- [INPUT MATERIAL]
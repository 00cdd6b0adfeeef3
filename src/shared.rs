//! `Shared<T>`: the owning handle.
//!
//! See the crate docs for an overview.
use alloc::{alloc::handle_alloc_error, boxed::Box};
use core::{
    alloc::Layout,
    borrow, cmp,
    convert::Infallible,
    fmt,
    marker::PhantomData,
    mem,
    ops::Deref,
    ptr::{self, NonNull},
};

use crate::{
    block::{BlockKind, ControlBlock, InPlaceBlock, RegularBlock},
    delete::{DefaultDelete, Deleter},
    error::InitError,
    heap::{AllocError, Allocator, Global},
    weak::Weak,
};

/// Declares that a `&Self` can be viewed as a `&U`, the way a derived class
/// converts to its base. This is what [`Shared::upcast`] and [`Weak::upcast`]
/// require.
///
/// ```
/// use blockrc::{Shared, Upcast};
///
/// trait Shape {
///     fn area(&self) -> f64;
/// }
/// struct Square(f64);
/// impl Shape for Square {
///     fn area(&self) -> f64 {
///         self.0 * self.0
///     }
/// }
/// impl Upcast<dyn Shape> for Square {
///     fn upcast(&self) -> &(dyn Shape + 'static) {
///         self
///     }
/// }
///
/// let sq = Shared::new(Square(2.0));
/// let shape: Shared<dyn Shape> = Shared::upcast(sq.clone());
/// assert_eq!(shape.area(), 4.0);
/// assert_eq!(Shared::use_count(&sq), 2);
/// ```
pub trait Upcast<U: ?Sized> {
    fn upcast(&self) -> &U;
}

impl<T: ?Sized> Upcast<T> for T {
    fn upcast(&self) -> &T {
        self
    }
}

// Block plus payload pointer. Both are live while the owning handle is.
pub(crate) struct Inner<T: ?Sized> {
    pub(crate) block: NonNull<ControlBlock>,
    pub(crate) ptr: NonNull<T>,
}

impl<T: ?Sized> Clone for Inner<T> {
    fn clone(&self) -> Self {
        *self
    }
}

impl<T: ?Sized> Copy for Inner<T> {}

/// A strong reference to a value whose control block may be shared with
/// other `Shared` and [`Weak`] handles.
///
/// A `Shared` is either null or keeps its value alive. The value is
/// destroyed when the last non-null `Shared` for its block is dropped or
/// reset.
pub struct Shared<T: ?Sized> {
    inner: Option<Inner<T>>,
    phantom: PhantomData<T>,
}

impl<T> Shared<T> {
    /// Allocates the value and its control block together.
    pub fn new(value: T) -> Shared<T> {
        Shared::new_in(value, Global)
    }

    /// Like [`Shared::new`], but returns an error instead of aborting when
    /// the allocation fails. The value is dropped in that case.
    pub fn try_new(value: T) -> Result<Shared<T>, AllocError> {
        Shared::try_new_in(value, Global)
    }

    /// Allocates the value and its control block together, in `alloc`.
    pub fn new_in<A>(value: T, alloc: A) -> Shared<T>
    where
        A: Allocator + 'static,
    {
        match Shared::try_new_in(value, alloc) {
            Ok(s) => s,
            Err(AllocError) => handle_alloc_error(Layout::new::<InPlaceBlock<T, A>>()),
        }
    }

    pub fn try_new_in<A>(value: T, alloc: A) -> Result<Shared<T>, AllocError>
    where
        A: Allocator + 'static,
    {
        match Shared::try_new_with_in(alloc, || Ok::<T, Infallible>(value)) {
            Ok(s) => Ok(s),
            Err(InitError::Alloc(e)) => Err(e),
            Err(InitError::Init(never)) => match never {},
        }
    }

    /// Allocates a control block, then builds the value with `init`.
    ///
    /// If `init` fails (or panics) the block is freed and the error is
    /// returned; no handle to the half-built block ever exists.
    ///
    /// ```
    /// use blockrc::{InitError, Shared};
    /// let ok = Shared::try_new_with(|| "42".parse::<i32>()).unwrap();
    /// assert_eq!(*ok, 42);
    ///
    /// let bad = Shared::try_new_with(|| "nope".parse::<i32>());
    /// assert!(matches!(bad, Err(InitError::Init(_))));
    /// ```
    pub fn try_new_with<E, F>(init: F) -> Result<Shared<T>, InitError<E>>
    where
        F: FnOnce() -> Result<T, E>,
    {
        Shared::try_new_with_in(Global, init)
    }

    pub fn try_new_with_in<A, E, F>(alloc: A, init: F) -> Result<Shared<T>, InitError<E>>
    where
        A: Allocator + 'static,
        F: FnOnce() -> Result<T, E>,
    {
        let (block, ptr) = InPlaceBlock::try_new_with(alloc, init)?;
        Ok(Shared::from_inner(Inner { block, ptr }))
    }

    /// Constructs a new `Shared<T>` while giving you a `Weak<T>` to the
    /// allocation, to allow you to construct a `T` which holds a weak pointer
    /// to itself.
    ///
    /// The weak pointer is expired until `data_fn` returns.
    pub fn new_cyclic<F>(data_fn: F) -> Shared<T>
    where
        F: FnOnce(&Weak<T>) -> T,
    {
        let (block, ptr) = match InPlaceBlock::<T, Global>::new_cyclic_uninit(Global) {
            Ok(b) => b,
            Err(AllocError) => handle_alloc_error(Layout::new::<InPlaceBlock<T, Global>>()),
        };
        // If `data_fn` panics, dropping `weak` frees the block without
        // touching the uninitialized value.
        let weak = Weak::from_parts(block, Some(ptr));
        let value = data_fn(&weak);
        unsafe {
            ptr.as_ptr().write(value);
            InPlaceBlock::<T, Global>::finish_cyclic(block);
        }
        // Strong references collectively own a shared weak reference, so don't
        // run the destructor for our old weak reference.
        mem::forget(weak);
        Shared::from_inner(Inner { block, ptr })
    }
}

impl<T: ?Sized> Shared<T> {
    /// A handle that owns nothing and has no control block.
    pub const fn null() -> Shared<T> {
        Shared {
            inner: None,
            phantom: PhantomData,
        }
    }

    pub(crate) fn from_inner(inner: Inner<T>) -> Shared<T> {
        Shared {
            inner: Some(inner),
            phantom: PhantomData,
        }
    }

    /// Return a `Shared<T>` for a boxed value. The box allocation is reused
    /// as-is; only the control block is allocated.
    pub fn from_box(value: Box<T>) -> Shared<T> {
        let ptr = NonNull::from(Box::leak(value));
        match RegularBlock::try_new(ptr, DefaultDelete, Global) {
            Ok(block) => Shared::from_inner(Inner { block, ptr }),
            Err(AllocError) => {
                drop(unsafe { Box::from_raw(ptr.as_ptr()) });
                handle_alloc_error(Layout::new::<RegularBlock<T, DefaultDelete, Global>>())
            }
        }
    }

    /// Adopts a pointer obtained from `Box::into_raw`. A null pointer gives
    /// a null handle.
    ///
    /// # Safety
    /// `ptr` must be null or come from `Box::into_raw`, and nothing else may
    /// free it.
    pub unsafe fn from_raw(ptr: *mut T) -> Shared<T> {
        Shared::from_raw_in(ptr, DefaultDelete, Global)
    }

    /// Adopts `ptr`, which `deleter` destroys once the last strong handle
    /// is gone.
    ///
    /// # Safety
    /// `ptr` must be null or valid for shared reads until `deleter` runs,
    /// and nothing else may mutate or free it in that time.
    pub unsafe fn from_raw_with<D>(ptr: *mut T, deleter: D) -> Shared<T>
    where
        D: Deleter<T> + 'static,
    {
        Shared::from_raw_in(ptr, deleter, Global)
    }

    /// Adopts `ptr` with a custom deleter, allocating the control block in
    /// `alloc`.
    ///
    /// # Safety
    /// As for [`Shared::from_raw_with`].
    pub unsafe fn from_raw_in<D, A>(ptr: *mut T, deleter: D, alloc: A) -> Shared<T>
    where
        D: Deleter<T> + 'static,
        A: Allocator + 'static,
    {
        match Shared::try_from_raw_in(ptr, deleter, alloc) {
            Ok(s) => s,
            Err(AllocError) => handle_alloc_error(Layout::new::<RegularBlock<T, D, A>>()),
        }
    }

    /// Fallible [`Shared::from_raw_in`].
    ///
    /// If the block can't be allocated, the error is returned and `ptr` is
    /// *not* destroyed: ownership was never taken, so freeing it is up to
    /// the caller. `deleter` is dropped without being called.
    ///
    /// # Safety
    /// As for [`Shared::from_raw_with`].
    pub unsafe fn try_from_raw_in<D, A>(
        ptr: *mut T,
        deleter: D,
        alloc: A,
    ) -> Result<Shared<T>, AllocError>
    where
        D: Deleter<T> + 'static,
        A: Allocator + 'static,
    {
        let Some(ptr) = NonNull::new(ptr) else {
            return Ok(Shared::null());
        };
        let block = RegularBlock::try_new(ptr, deleter, alloc)?;
        Ok(Shared::from_inner(Inner { block, ptr }))
    }

    /// Return a `Shared<U>` for any type U contained within T, e.g. an element
    /// of a slice, or &dyn view of an object. The result shares ownership (and
    /// counts) with `this`.
    pub fn project<U: ?Sized, F: FnOnce(&T) -> &U>(this: Self, f: F) -> Shared<U>
    where
        T: 'static,
    {
        match Shared::try_project(this, |x| Some(f(x))) {
            Some(u) => u,
            None => Shared::null(),
        }
    }

    /// Fallible version of `project()`. Returns `None` if `f` does, and
    /// releases `this` in that case. A null `this` gives `Some(null)`.
    pub fn try_project<U: ?Sized, F: FnOnce(&T) -> Option<&U>>(
        this: Self,
        f: F,
    ) -> Option<Shared<U>>
    where
        T: 'static,
    {
        let Some(inner) = this.inner else {
            return Some(Shared::null());
        };
        let ptr = NonNull::from(f(unsafe { inner.ptr.as_ref() })?);
        // Forget `this` so it doesn't adjust the refcount, since we moved it
        // into the result.
        mem::forget(this);
        Some(Shared::from_inner(Inner {
            block: inner.block,
            ptr,
        }))
    }

    /// Converts to a handle of a type `T` can be viewed as. Counts are
    /// unaffected; both names observe the same block.
    pub fn upcast<U: ?Sized>(this: Self) -> Shared<U>
    where
        T: Upcast<U> + 'static,
    {
        Shared::project(this, <T as Upcast<U>>::upcast)
    }

    /// Convert `Shared<T>` to `Shared<U>`, as long as &T converts to &U.
    pub fn cast<U: ?Sized>(this: Self) -> Shared<U>
    where
        T: 'static,
        for<'u> &'u U: From<&'u T>,
    {
        Shared::project(this, |x| From::from(x))
    }

    /// Return a [`Weak`] pointer to this object. A null handle gives a null
    /// `Weak`.
    pub fn downgrade(this: &Self) -> Weak<T> {
        match this.inner {
            None => Weak::new(),
            Some(inner) => {
                unsafe { inner.block.as_ref() }.inc_weak();
                Weak::from_parts(inner.block, Some(inner.ptr))
            }
        }
    }

    /// Releases this handle's reference and leaves it null.
    pub fn reset(this: &mut Self) {
        drop(mem::take(this));
    }

    /// Replaces the value with a freshly adopted box. The old reference is
    /// released after the new handle is in place.
    pub fn reset_box(this: &mut Self, value: Box<T>) {
        drop(mem::replace(this, Shared::from_box(value)));
    }

    /// Replaces the value with `ptr`, adopted as by [`Shared::from_raw`].
    ///
    /// # Safety
    /// As for [`Shared::from_raw`].
    pub unsafe fn reset_raw(this: &mut Self, ptr: *mut T) {
        drop(mem::replace(this, Shared::from_raw(ptr)));
    }

    /// Replaces the value with `ptr` and a custom deleter.
    ///
    /// # Safety
    /// As for [`Shared::from_raw_with`].
    pub unsafe fn reset_raw_with<D>(this: &mut Self, ptr: *mut T, deleter: D)
    where
        D: Deleter<T> + 'static,
    {
        drop(mem::replace(this, Shared::from_raw_with(ptr, deleter)));
    }

    /// Replaces the value with a freshly adopted raw pointer, allocating the
    /// new block in `alloc`.
    ///
    /// # Safety
    /// As for [`Shared::from_raw_with`].
    pub unsafe fn reset_raw_in<D, A>(this: &mut Self, ptr: *mut T, deleter: D, alloc: A)
    where
        D: Deleter<T> + 'static,
        A: Allocator + 'static,
    {
        drop(mem::replace(this, Shared::from_raw_in(ptr, deleter, alloc)));
    }

    pub fn is_null(this: &Self) -> bool {
        this.inner.is_none()
    }

    pub fn get(this: &Self) -> Option<&T> {
        this.inner.map(|i| unsafe { &*i.ptr.as_ptr() })
    }

    /// Number of live `Shared` handles for this block; 0 for a null handle.
    pub fn use_count(this: &Self) -> usize {
        match this.inner {
            Some(i) => unsafe { i.block.as_ref() }.strong(),
            None => 0,
        }
    }

    /// Number of live [`Weak`] handles for this block; 0 for a null handle.
    pub fn weak_count(this: &Self) -> usize {
        match this.inner {
            Some(i) => unsafe { i.block.as_ref() }.weak(),
            None => 0,
        }
    }

    /// How the value is stored, or `None` for a null handle.
    pub fn block_kind(this: &Self) -> Option<BlockKind> {
        this.inner.map(|i| unsafe { i.block.as_ref() }.kind())
    }

    /// Returns true if two `Shared` pointers point to the same object (or are
    /// both null). This is not the same as sharing the same block: see
    /// [`Shared::root_ptr_eq`].
    pub fn ptr_eq(this: &Self, other: &Self) -> bool {
        this.inner.map(|i| i.ptr) == other.inner.map(|i| i.ptr)
    }

    /// Returns true if two `Shared` pointers share a control block, i.e.
    /// they share reference counts. They may point to different subobjects
    /// within that block due to `project()`.
    pub fn root_ptr_eq<U: ?Sized>(this: &Self, other: &Shared<U>) -> bool {
        this.inner.map(|i| i.block) == other.inner.map(|i| i.block)
    }
}

impl<T: ?Sized> Deref for Shared<T> {
    type Target = T;

    /// # Panics
    /// If the handle is null.
    fn deref(&self) -> &T {
        match Shared::get(self) {
            Some(v) => v,
            None => panic!("dereferenced a null `Shared`"),
        }
    }
}

impl<T: ?Sized> AsRef<T> for Shared<T> {
    fn as_ref(&self) -> &T {
        self
    }
}

impl<T: ?Sized> borrow::Borrow<T> for Shared<T> {
    fn borrow(&self) -> &T {
        self
    }
}

impl<T: ?Sized> Clone for Shared<T> {
    fn clone(&self) -> Self {
        if let Some(i) = self.inner {
            unsafe { i.block.as_ref() }.inc_strong();
        }
        Shared {
            inner: self.inner,
            phantom: PhantomData,
        }
    }
}

impl<T: ?Sized> Drop for Shared<T> {
    fn drop(&mut self) {
        if let Some(i) = self.inner.take() {
            unsafe { ControlBlock::release_strong(i.block) }
        }
    }
}

/// The null handle.
impl<T: ?Sized> Default for Shared<T> {
    fn default() -> Self {
        Shared::null()
    }
}

impl<T> From<T> for Shared<T> {
    fn from(value: T) -> Self {
        Shared::new(value)
    }
}

impl<T: ?Sized> From<Box<T>> for Shared<T> {
    fn from(value: Box<T>) -> Self {
        Shared::from_box(value)
    }
}

impl<T: ?Sized + PartialEq> PartialEq for Shared<T> {
    fn eq(&self, other: &Self) -> bool {
        Shared::get(self) == Shared::get(other)
    }
}

impl<T: ?Sized + Eq> Eq for Shared<T> {}

impl<T: ?Sized + PartialOrd> PartialOrd for Shared<T> {
    fn partial_cmp(&self, other: &Self) -> Option<cmp::Ordering> {
        Shared::get(self).partial_cmp(&Shared::get(other))
    }
}

impl<T: ?Sized + Ord> Ord for Shared<T> {
    fn cmp(&self, other: &Self) -> cmp::Ordering {
        Shared::get(self).cmp(&Shared::get(other))
    }
}

impl<T: ?Sized + fmt::Display> fmt::Display for Shared<T> {
    fn fmt(&self, f: &mut fmt::Formatter<'_>) -> fmt::Result {
        match Shared::get(self) {
            Some(v) => fmt::Display::fmt(v, f),
            None => f.write_str("(null)"),
        }
    }
}

impl<T: ?Sized + fmt::Debug> fmt::Debug for Shared<T> {
    fn fmt(&self, f: &mut fmt::Formatter<'_>) -> fmt::Result {
        match Shared::get(self) {
            Some(v) => fmt::Debug::fmt(v, f),
            None => f.write_str("(null)"),
        }
    }
}

impl<T: ?Sized> fmt::Pointer for Shared<T> {
    fn fmt(&self, f: &mut fmt::Formatter<'_>) -> fmt::Result {
        match self.inner {
            Some(i) => fmt::Pointer::fmt(&(i.ptr.as_ptr() as *const T), f),
            None => fmt::Pointer::fmt(&ptr::null::<u8>(), f),
        }
    }
}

- [DESCRIPTION OF THE TASK]
In the records above, find each line with the word "boxed" and copy it out.

- [REPLY TO THE TASK]
use alloc::{alloc::handle_alloc_error, boxed::Box};
    /// Return a `Shared<T>` for a boxed value. The box allocation is reused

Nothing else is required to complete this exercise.